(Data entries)
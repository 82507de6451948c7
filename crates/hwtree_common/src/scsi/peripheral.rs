//! Peripheral device type table
//!
//! Maps the 5-bit peripheral device type from `SG_GET_SCSI_ID` to the node
//! the enumerator creates for it.

use crate::tree::{DeviceNode, HwClass};

/// Which media collaborator gets the node after the generic probe
#[derive(Debug, Clone, Copy, PartialEq, Eq)]
pub enum MediaKind {
    None,
    Optical,
    Disk,
}

#[derive(Debug, Clone, Copy, PartialEq, Eq)]
pub struct PeripheralType {
    pub code: Option<u8>,
    pub id: &'static str,
    pub class: HwClass,
    pub description: Option<&'static str>,
    pub media: MediaKind,
}

impl PeripheralType {
    const fn known(
        code: u8,
        id: &'static str,
        class: HwClass,
        description: &'static str,
        media: MediaKind,
    ) -> Self {
        Self {
            code: Some(code),
            id,
            class,
            description: Some(description),
            media,
        }
    }

    /// Fresh detached node for this type
    pub fn new_node(&self) -> DeviceNode {
        let mut node = DeviceNode::new(self.id, self.class);
        if let Some(description) = self.description {
            node.set_description(description);
        }
        node
    }
}

pub const PERIPHERAL_TYPES: &[PeripheralType] = &[
    PeripheralType::known(0x00, "disk", HwClass::Storage, "Disk", MediaKind::Disk),
    PeripheralType::known(0x01, "tape", HwClass::Storage, "Tape", MediaKind::None),
    PeripheralType::known(0x03, "processor", HwClass::Processor, "Processor", MediaKind::None),
    PeripheralType::known(
        0x04,
        "cdrom",
        HwClass::Storage,
        "Write-Once Read-Only Memory",
        MediaKind::Optical,
    ),
    PeripheralType::known(0x05, "cdrom", HwClass::Storage, "CD-ROM", MediaKind::Optical),
    PeripheralType::known(0x06, "scanner", HwClass::Generic, "Scanner", MediaKind::None),
    PeripheralType::known(
        0x07,
        "magnetooptical",
        HwClass::Storage,
        "Magneto-optical Disk",
        MediaKind::Disk,
    ),
    PeripheralType::known(0x08, "changer", HwClass::Generic, "Medium Changer", MediaKind::None),
    PeripheralType::known(0x0d, "enclosure", HwClass::Generic, "Enclosure", MediaKind::None),
];

/// Fallback for codes not in [`PERIPHERAL_TYPES`]
pub const GENERIC: PeripheralType = PeripheralType {
    code: None,
    id: "generic",
    class: HwClass::Generic,
    description: None,
    media: MediaKind::None,
};

pub fn lookup(code: u8) -> &'static PeripheralType {
    PERIPHERAL_TYPES
        .iter()
        .find(|t| t.code == Some(code))
        .unwrap_or(&GENERIC)
}
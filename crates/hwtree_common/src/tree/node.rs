//! Device node - one entry of the hardware tree

use super::NodeId;
use serde::{Deserialize, Serialize};
use std::collections::{BTreeMap, BTreeSet};

/// Hardware class of a node. Fixed at creation.
#[derive(Debug, Clone, Copy, PartialEq, Eq, Hash, Default, Serialize, Deserialize)]
#[serde(rename_all = "lowercase")]
pub enum HwClass {
    System,
    Bridge,
    Memory,
    Processor,
    Address,
    Storage,
    Disk,
    Tape,
    Bus,
    Network,
    Display,
    Input,
    Printer,
    Multimedia,
    Communication,
    Power,
    Volume,
    #[default]
    Generic,
}

impl HwClass {
    pub fn as_str(&self) -> &'static str {
        match self {
            HwClass::System => "system",
            HwClass::Bridge => "bridge",
            HwClass::Memory => "memory",
            HwClass::Processor => "processor",
            HwClass::Address => "address",
            HwClass::Storage => "storage",
            HwClass::Disk => "disk",
            HwClass::Tape => "tape",
            HwClass::Bus => "bus",
            HwClass::Network => "network",
            HwClass::Display => "display",
            HwClass::Input => "input",
            HwClass::Printer => "printer",
            HwClass::Multimedia => "multimedia",
            HwClass::Communication => "communication",
            HwClass::Power => "power",
            HwClass::Volume => "volume",
            HwClass::Generic => "generic",
        }
    }
}

/// A hardware component.
///
/// Nodes can live detached (built by a probe before it knows where to
/// attach them) or inside a [`super::DeviceTree`], which owns them and
/// tracks `children`/`parent` as arena indices.
#[derive(Debug, Clone, Default)]
pub struct DeviceNode {
    id: String,
    class: HwClass,
    handle: Option<String>,
    vendor: Option<String>,
    product: Option<String>,
    version: Option<String>,
    serial: Option<String>,
    description: Option<String>,
    capacity: u64,
    capabilities: BTreeSet<String>,
    config: BTreeMap<String, String>,
    logical_name: Option<String>,
    claimed: bool,
    pub(super) children: Vec<NodeId>,
    pub(super) parent: Option<NodeId>,
}

/// Trim blanks and NUL padding; empty input clears the field.
fn clean(value: &str) -> Option<String> {
    let trimmed = value.trim_matches(|c: char| c.is_whitespace() || c == '\0');
    if trimmed.is_empty() {
        None
    } else {
        Some(trimmed.to_string())
    }
}

impl DeviceNode {
    pub fn new(id: impl Into<String>, class: HwClass) -> Self {
        Self {
            id: id.into(),
            class,
            ..Default::default()
        }
    }

    pub fn id(&self) -> &str {
        &self.id
    }

    pub(super) fn set_id(&mut self, id: String) {
        self.id = id;
    }

    pub fn class(&self) -> HwClass {
        self.class
    }

    pub fn handle(&self) -> Option<&str> {
        self.handle.as_deref()
    }

    pub fn set_handle(&mut self, handle: impl AsRef<str>) {
        self.handle = clean(handle.as_ref());
    }

    pub fn vendor(&self) -> Option<&str> {
        self.vendor.as_deref()
    }

    pub fn set_vendor(&mut self, vendor: impl AsRef<str>) {
        self.vendor = clean(vendor.as_ref());
    }

    pub fn product(&self) -> Option<&str> {
        self.product.as_deref()
    }

    pub fn set_product(&mut self, product: impl AsRef<str>) {
        self.product = clean(product.as_ref());
    }

    pub fn version(&self) -> Option<&str> {
        self.version.as_deref()
    }

    pub fn set_version(&mut self, version: impl AsRef<str>) {
        self.version = clean(version.as_ref());
    }

    pub fn serial(&self) -> Option<&str> {
        self.serial.as_deref()
    }

    pub fn set_serial(&mut self, serial: impl AsRef<str>) {
        self.serial = clean(serial.as_ref());
    }

    pub fn description(&self) -> Option<&str> {
        self.description.as_deref()
    }

    pub fn set_description(&mut self, description: impl AsRef<str>) {
        self.description = clean(description.as_ref());
    }

    /// Size in bytes, 0 when unknown
    pub fn capacity(&self) -> u64 {
        self.capacity
    }

    pub fn set_capacity(&mut self, capacity: u64) {
        self.capacity = capacity;
    }

    pub fn capabilities(&self) -> impl Iterator<Item = &str> {
        self.capabilities.iter().map(String::as_str)
    }

    pub fn has_capability(&self, capability: &str) -> bool {
        self.capabilities.contains(capability)
    }

    pub fn add_capability(&mut self, capability: impl AsRef<str>) {
        if let Some(cap) = clean(capability.as_ref()) {
            self.capabilities.insert(cap);
        }
    }

    pub fn config(&self, key: &str) -> Option<&str> {
        self.config.get(key).map(String::as_str)
    }

    pub fn config_entries(&self) -> impl Iterator<Item = (&str, &str)> {
        self.config.iter().map(|(k, v)| (k.as_str(), v.as_str()))
    }

    pub fn set_config(&mut self, key: impl Into<String>, value: impl AsRef<str>) {
        let key = key.into();
        match clean(value.as_ref()) {
            Some(value) => {
                self.config.insert(key, value);
            }
            None => {
                self.config.remove(&key);
            }
        }
    }

    pub fn logical_name(&self) -> Option<&str> {
        self.logical_name.as_deref()
    }

    /// Last write wins
    pub fn set_logical_name(&mut self, name: impl AsRef<str>) {
        self.logical_name = clean(name.as_ref());
    }

    pub fn is_claimed(&self) -> bool {
        self.claimed
    }

    /// Claim this node only. Subtree claims go through
    /// [`super::DeviceTree::claim`].
    pub fn claim(&mut self) {
        self.claimed = true;
    }

    pub fn children(&self) -> &[NodeId] {
        &self.children
    }

    pub fn parent(&self) -> Option<NodeId> {
        self.parent
    }
}
//! hwtreectl subcommands

use crate::OnlyProbe;
use anyhow::{Context, Result};
use chrono::Utc;
use hwtree_common::logging::{filter_directive, LOG_ENV};
use hwtree_common::scan::{self, Probe};
use hwtree_common::{DeviceTree, HwtreeConfig, ScanContext};
use serde_json::json;
use std::path::PathBuf;
use tracing::info;
use tracing_subscriber::EnvFilter;

/// Explicit file when given, otherwise the system file or defaults
fn load_config(path: Option<PathBuf>) -> Result<HwtreeConfig> {
    match path {
        Some(path) => HwtreeConfig::load_from(&path)
            .with_context(|| format!("Failed to load configuration from {}", path.display())),
        None => Ok(HwtreeConfig::load()),
    }
}

/// Install the stderr subscriber. stdout carries only the JSON dump.
fn init_logging(config: &HwtreeConfig) {
    let env = std::env::var(LOG_ENV).ok();
    let directive = filter_directive(&config.log.level, env.as_deref());
    tracing_subscriber::fmt()
        .with_env_filter(EnvFilter::try_new(&directive).unwrap_or_else(|_| EnvFilter::new("info")))
        .with_writer(std::io::stderr)
        .init();
}

fn selected_probes(only: Option<OnlyProbe>) -> Vec<Probe> {
    match only {
        Some(OnlyProbe::Cpu) => vec![Probe::Cpuinfo],
        Some(OnlyProbe::Scsi) => vec![Probe::Scsi],
        None => Probe::ALL.to_vec(),
    }
}

/// Execute `hwtreectl scan`
pub fn scan(config: Option<PathBuf>, only: Option<OnlyProbe>, compact: bool) -> Result<()> {
    let config = load_config(config)?;
    init_logging(&config);

    let probes = selected_probes(only);
    let mut ctx = ScanContext::new(config);
    if probes.contains(&Probe::Scsi) && ctx.config.scsi.enabled {
        ctx.discover_devices();
    }

    info!("hwtree {} scanning", env!("CARGO_PKG_VERSION"));
    let mut tree = DeviceTree::default();
    let report = scan::run(&mut tree, &ctx, &probes).context("Scan configuration is invalid")?;

    let output = json!({
        "generated_at": Utc::now().to_rfc3339(),
        "version": env!("CARGO_PKG_VERSION"),
        "report": report,
        "tree": tree.to_json(tree.root()),
    });

    let rendered = if compact {
        serde_json::to_string(&output)?
    } else {
        serde_json::to_string_pretty(&output)?
    };
    println!("{}", rendered);
    Ok(())
}

/// Execute `hwtreectl config`
pub fn show_config(config: Option<PathBuf>) -> Result<()> {
    let config = load_config(config)?;
    let rendered = toml::to_string_pretty(&config).context("Failed to render configuration")?;
    print!("{}", rendered);
    Ok(())
}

## Task item
Once the lines above that include "hwtreectl" are counted, report the number and nothing else.

## Expected answer
3